Here's a Firefox attempt.

Alrighty then.
I've been a frequent visitor on this board for many years and have the feeling that I'm among honorable people.
So here we go.

A very simplified version of the patent abstract that I undertook back in my youth @ 65. I'm 76 now. 8)

I envision a three wheeled 'tadpole' cofiguration (two steerable front wheels and a powered single rear drive wheel) for light weight and straight line stability whose design is primarily to be powered while in a standing/walking posture such as cross country skiing.

Placing feet in for/aft motion wheeled stirrup carriages that travel for and aft on two main frame members arrayed horizontally inches above the ground surface and capable of carrying a riders weight.
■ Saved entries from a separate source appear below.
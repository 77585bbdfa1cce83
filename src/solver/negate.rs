use std::collections::BTreeMap;

use log::{debug, warn};
use z3::ast::Bool;
use z3::Context;

use crate::engine::host::DebuggerHost;
use crate::engine::{SymbolicEngine, SymbolicVariable, VariableOrigin};
use crate::solver::input::Input;
use crate::solver::path_log::PathLog;
use crate::solver::Error;

// Conjunction of the taken predicates of records [0, bound) plus every
// user constraint. Satisfiable by at least the observed execution prefix.
pub fn assemble_prefix<'ctx>(
    ctx: &'ctx Context,
    log: &PathLog<'ctx>,
    bound: usize,
    user_constraints: &BTreeMap<u64, Bool<'ctx>>,
) -> Result<Bool<'ctx>, Error> {
    log.check_bound(bound)?;
    // the seed makes bound 0 a plain tautology under the user constraints
    let seed = Bool::from_bool(ctx, true);
    let mut terms: Vec<&Bool<'ctx>> = Vec::with_capacity(1 + user_constraints.len() + bound);
    terms.push(&seed);
    terms.extend(user_constraints.values());
    for record in &log.records()[..bound] {
        match record.taken() {
            Some(branch) => terms.push(&branch.predicate),
            None => warn!(
                "record {} at {:#x} has no taken predicate; prefix skips it",
                record.bound, record.branch_address
            ),
        }
    }
    Ok(Bool::and(ctx, &terms))
}

/// Negate the branch recorded at `bound`: conjoin each not-taken predicate
/// with the path prefix and ask the solver for a model. Every satisfiable
/// alternative yields one `Input`. Solved values land in the engine's
/// concrete store right away, so later solves see consistent state.
///
/// `pc` must be the address of the branch the caller means to negate; a
/// mismatch with the record at `bound` signals a stale bound.
pub fn solve<'ctx, E>(
    ctx: &'ctx Context,
    engine: &mut E,
    log: &PathLog<'ctx>,
    pc: u64,
    bound: usize,
    user_constraints: &BTreeMap<u64, Bool<'ctx>>,
) -> Result<Vec<Input>, Error>
where
    E: SymbolicEngine<'ctx>,
{
    let record = log.check_bound(bound)?;
    if record.branch_address != pc {
        return Err(Error::BoundAddressMismatch {
            bound,
            requested: pc,
            actual: record.branch_address,
        });
    }
    let prefix = assemble_prefix(ctx, log, bound, user_constraints)?;
    let mut inputs = Vec::new();
    for alternative in record.not_taken() {
        let formula = Bool::and(ctx, &[&prefix, &alternative.predicate]);
        debug!(
            "formula for {:#x} -> {:#x}:\n{}",
            record.branch_address, alternative.destination_address, formula
        );
        let model = engine.get_model(&formula)?;
        if model.is_empty() {
            debug!(
                "{:#x} -> {:#x} is unreachable under the recorded path",
                record.branch_address, alternative.destination_address
            );
            continue;
        }
        let mut input = Input::new(bound, record.branch_address, alternative.destination_address);
        for (&id, &value) in &model {
            let variable = engine.symbolic_variable(id)?;
            log_solved_value(&variable, value);
            match variable.origin {
                VariableOrigin::Memory(cell) => {
                    engine.set_concrete_memory_value(cell, value)?;
                    input.memory_operands.push(cell);
                }
                VariableOrigin::Register(register) => {
                    if value > u64::MAX as u128 {
                        warn!(
                            "{} solved to {:#x}; the register store keeps the low 8 bytes",
                            register, value
                        );
                    }
                    engine.set_concrete_register_value(&register, value as u64)?;
                    input.register_operands.push(register);
                }
            }
        }
        inputs.push(input);
    }
    debug!("bound {} produced {} input(s)", bound, inputs.len());
    Ok(inputs)
}

// Solve and apply the first solution to the live process, if any.
pub fn solve_and_apply<'ctx, E, H>(
    ctx: &'ctx Context,
    engine: &mut E,
    host: &mut H,
    log: &PathLog<'ctx>,
    pc: u64,
    bound: usize,
    user_constraints: &BTreeMap<u64, Bool<'ctx>>,
) -> Result<Option<Input>, Error>
where
    E: SymbolicEngine<'ctx>,
    H: DebuggerHost,
{
    let mut inputs = solve(ctx, engine, log, pc, bound, user_constraints)?;
    if inputs.is_empty() {
        return Ok(None);
    }
    let input = inputs.remove(0);
    input.apply(engine, host)?;
    Ok(Some(input))
}

fn log_solved_value(variable: &SymbolicVariable, value: u128) {
    match display_value(variable.size, value) {
        Some(text) => debug!("  {} = {}", variable.name(), text),
        None => warn!(
            "{} is {} bits wide; no display form above 64 bits (raw {:#x})",
            variable.name(),
            variable.size,
            value
        ),
    }
}

// Human-readable form of a solved value, by operand width.
fn display_value(size: u32, value: u128) -> Option<String> {
    let text = match size {
        8 => {
            let byte = value as u8;
            let ch = if (0x20..=0x7e).contains(&byte) {
                byte as char
            } else {
                '.'
            };
            format!("{:#04x} ({})", byte, ch)
        }
        16 => format!("{:#06x}", value as u16),
        32 => format!("{:#010x}", value as u32),
        64 => format!("{:#018x}", value as u64),
        _ => return None,
    };
    Some(text)
}
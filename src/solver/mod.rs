pub mod flags;
pub mod input;
pub mod negate;
pub mod path_log;

pub use flags::{negate_by_flags, ConditionCode, Flags};
pub use input::Input;
pub use negate::{assemble_prefix, solve, solve_and_apply};
pub use path_log::{BranchConstraint, PathConstraint, PathLog};

use thiserror::Error;

use crate::engine::host::HostError;
use crate::engine::EngineError;

/// Failures of the negation core. An unsatisfiable negation is not a
/// failure and never surfaces here; it yields zero inputs instead.
#[derive(Debug, Error)]
pub enum Error {
    #[error("bound {bound} is out of range for a path log of {len} records")]
    BoundOutOfRange { bound: usize, len: usize },
    #[error("record {bound} sits at {actual:#x}, not at the requested {requested:#x}")]
    BoundAddressMismatch {
        bound: usize,
        requested: u64,
        actual: u64,
    },
    #[error("{0} cannot be negated by flipping flags")]
    CannotNegateByFlags(ConditionCode),
    #[error(transparent)]
    Engine(#[from] EngineError),
    #[error(transparent)]
    Host(#[from] HostError),
}
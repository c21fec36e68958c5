use serde::{Deserialize, Serialize};
use std::fs;
use std::path::Path;

#[derive(Debug, Clone, Serialize, Deserialize)]
pub struct StatsConfig {
    /// Significance threshold used when the report labels a result.
    #[serde(default = "StatsConfig::default_alpha")]
    pub alpha: f64,
    /// Galaxy named in the headline sensitivity section. Phoenix A is the
    /// extreme point of the literature sample.
    #[serde(default = "StatsConfig::default_headline_exclusion")]
    pub headline_exclusion: String,
}

impl StatsConfig {
    fn default_alpha() -> f64 {
        0.05
    }
    fn default_headline_exclusion() -> String {
        "Phoenix A".to_string()
    }
}

impl Default for StatsConfig {
    fn default() -> Self {
        Self {
            alpha: Self::default_alpha(),
            headline_exclusion: Self::default_headline_exclusion(),
        }
    }
}

#[derive(Debug, Clone, Serialize, Deserialize)]
pub struct FigureConfig {
    #[serde(default = "FigureConfig::default_width")]
    pub width: u32,
    #[serde(default = "FigureConfig::default_height")]
    pub height: u32,
}

impl FigureConfig {
    fn default_width() -> u32 {
        1200
    }
    fn default_height() -> u32 {
        800
    }
}

impl Default for FigureConfig {
    fn default() -> Self {
        Self {
            width: Self::default_width(),
            height: Self::default_height(),
        }
    }
}

#[derive(Debug, Clone, Default, Serialize, Deserialize)]
pub struct AnalysisConfig {
    #[serde(default)]
    pub stats: StatsConfig,
    #[serde(default)]
    pub figures: FigureConfig,
}

impl AnalysisConfig {
    /// Load from TOML, falling back to defaults when the file is absent.
    /// A malformed file is reported but not fatal.
    pub fn load_or_default(path: &str) -> Self {
        let path_obj = Path::new(path);
        if !path_obj.exists() {
            return Self::default();
        }
        match fs::read_to_string(path_obj) {
            Ok(contents) => match toml::from_str(&contents) {
                Ok(cfg) => cfg,
                Err(err) => {
                    eprintln!("Failed to parse config {path}: {err}. Using defaults.");
                    Self::default()
                }
            },
            Err(err) => {
                eprintln!("Failed to read config {path}: {err}. Using defaults.");
                Self::default()
            }
        }
    }
}
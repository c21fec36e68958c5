//! core/rank.rs — Mid-rank transform for rank correlation.

/// Rank a sequence with ties broken by average rank (mid-rank policy).
/// Ranks are 1-based, matching the usual statistical convention.
///
/// Example: [10, 20, 20, 30] → [1.0, 2.5, 2.5, 4.0].
pub fn midranks(xs: &[f64]) -> Vec<f64> {
    let n = xs.len();
    let mut order: Vec<usize> = (0..n).collect();
    order.sort_by(|&a, &b| xs[a].partial_cmp(&xs[b]).unwrap_or(std::cmp::Ordering::Equal));

    let mut ranks = vec![0.0; n];
    let mut i = 0;
    while i < n {
        // Extend j over the run of tied values starting at i.
        let mut j = i + 1;
        while j < n && xs[order[j]] == xs[order[i]] {
            j += 1;
        }
        let avg = (i + 1 + j) as f64 / 2.0;
        for &idx in &order[i..j] {
            ranks[idx] = avg;
        }
        i = j;
    }
    ranks
}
A walking/gliding type of stride transmits the rider's muscle power via an endless belt afixed to said carriages over cog wheels mounted upon two bearing supported counter rotating shafts in a 'force collector' device.
Said cog wheels having roller clutches arrayed so that they freewheel in one direction and engage in the opposite direction.
Said counter rotating shafts are couple together via gears keyed to each shaft so that energy input at the cog wheels in either or both directions is sent to the driven axle via a keyed drive sprocket mounted on the appropriate rotating shaft.

Forward motion accomplished. A geared hub would allow final drive ratios.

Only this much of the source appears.